Before "The Sopranos" and "The Wire" changed television for good, the violent, explicit one-hour HBO drama that everybody talked about was "Oz." The gritty 1997 series, set at a maximum security men's prison, was one of the first shows on television to truly flaunt subscription cable's lack of content standards. Over the course of six seasons, "Oz" featured cursing, explicit nudity, violence, drug use, and more. The strong content attracted curious viewers, but it also felt like the only way to tell the full story of "Emerald City," an experimental unit in Oswald State Correctional Facility, as narrated by inmate Augustus Hill (Harold Perrineau).

The series garnered a positive critical reception and pointed the way for even more ambitious, experimental TV over the next two decades. Yet sometimes, the willingness of "Oz" to try out tonal shifts and plot twists also meant the show could feel ridiculous, particularly in the later seasons. One storyline in Season 4 especially felt like it came from a different genre of TV entirely.

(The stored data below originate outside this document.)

//! Core error type definitions

use std::path::PathBuf;

/// Result type alias for saveback operations
pub type Result<T> = std::result::Result<T, Error>;

/// Core error type for saveback operations using thiserror
#[derive(Debug, thiserror::Error)]
pub enum Error {
    /// File system operations
    #[error("file system {operation} operation failed for '{}': {source}", .path.display())]
    FileSystem {
        path: PathBuf,
        operation: String,
        #[source]
        source: std::io::Error,
    },

    /// Encoding or decoding a dataset payload failed
    #[error("{format} {operation} failed: {message}")]
    Serialization {
        format: &'static str,
        operation: SerializationOp,
        message: String,
        #[source]
        source: Option<Box<dyn std::error::Error + Send + Sync>>,
    },

    /// Configuration errors
    #[error("configuration error: {message}")]
    Configuration { message: String },

    /// JSON serialization/deserialization errors
    #[error("JSON error: {message}")]
    Json {
        message: String,
        #[source]
        source: serde_json::Error,
    },
}

/// Direction of a failing serialization operation
#[derive(Debug, Clone, Copy, PartialEq, Eq)]
pub enum SerializationOp {
    Encode,
    Decode,
}

impl std::fmt::Display for SerializationOp {
    fn fmt(&self, f: &mut std::fmt::Formatter<'_>) -> std::fmt::Result {
        match self {
            SerializationOp::Encode => write!(f, "encode"),
            SerializationOp::Decode => write!(f, "decode"),
        }
    }
}
//! Store configuration

use crate::serialization::{JsonSerializer, Serializer};
use saveback_core::{DEFAULT_DATA_DIR, SAVEBACK_ROOT_VAR};
use std::path::PathBuf;
use std::sync::Arc;

/// Configuration for a [`UserStore`](crate::store::UserStore)
#[derive(Clone)]
pub struct StoreConfig {
    /// Root directory all dataset files live under
    pub root: PathBuf,
    /// Directory component grouping dataset files under the root
    pub data_dir: String,
    /// Payload format strategy
    pub serializer: Arc<dyn Serializer>,
}

impl Default for StoreConfig {
    fn default() -> Self {
        // Respect an explicit override, otherwise use the XDG data directory
        use saveback_utils::xdg::XdgPaths;
        let root = std::env::var(SAVEBACK_ROOT_VAR)
            .map(PathBuf::from)
            .unwrap_or_else(|_| XdgPaths::data_dir());

        Self {
            root,
            data_dir: DEFAULT_DATA_DIR.to_string(),
            serializer: Arc::new(JsonSerializer),
        }
    }
}

impl std::fmt::Debug for StoreConfig {
    fn fmt(&self, f: &mut std::fmt::Formatter<'_>) -> std::fmt::Result {
        f.debug_struct("StoreConfig")
            .field("root", &self.root)
            .field("data_dir", &self.data_dir)
            .field("serializer", &self.serializer.extension())
            .finish()
    }
}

The experimental aging drugs in Season 4 were just ridiculous

Season 4 had more episodes than the other "Oz" seasons, which might be why one fan on Reddit, u/ag425, wrote in 2019 that the 16 installments, split into two, go "a bit off the rails." The more absurd storylines included innocent Chinese immigrants being housed in the prison, and unit manager McManus' (Terry Kinney) trying an unconventional replacement for solitary confinement. 

However, the worst plot of the season was more something more out of a science fiction novel than a gritty prison series.

In the last half of Season 4, an experiment begins in the prison where inmates with longer sentences are offered a trial aging pill so they will age faster and be able to leave the prison earlier. Naturally, this downright bizarre solution to overcrowding doesn't go well. One, prisoner Fred Wick (Chazz Menendez) dies thanks to the drug, while others suffer from terrible side effects.

The implementation of the concept isn't the real issue, however. More importantly, this is a silly, fantastical storyline that doesn't fit into the more realistic world the series had, at that point, built over several seasons. Even on a show as groundbreaking as "Oz," an experimental aging pill belongs to a Philip K. Dick story, not a realistic HBO drama.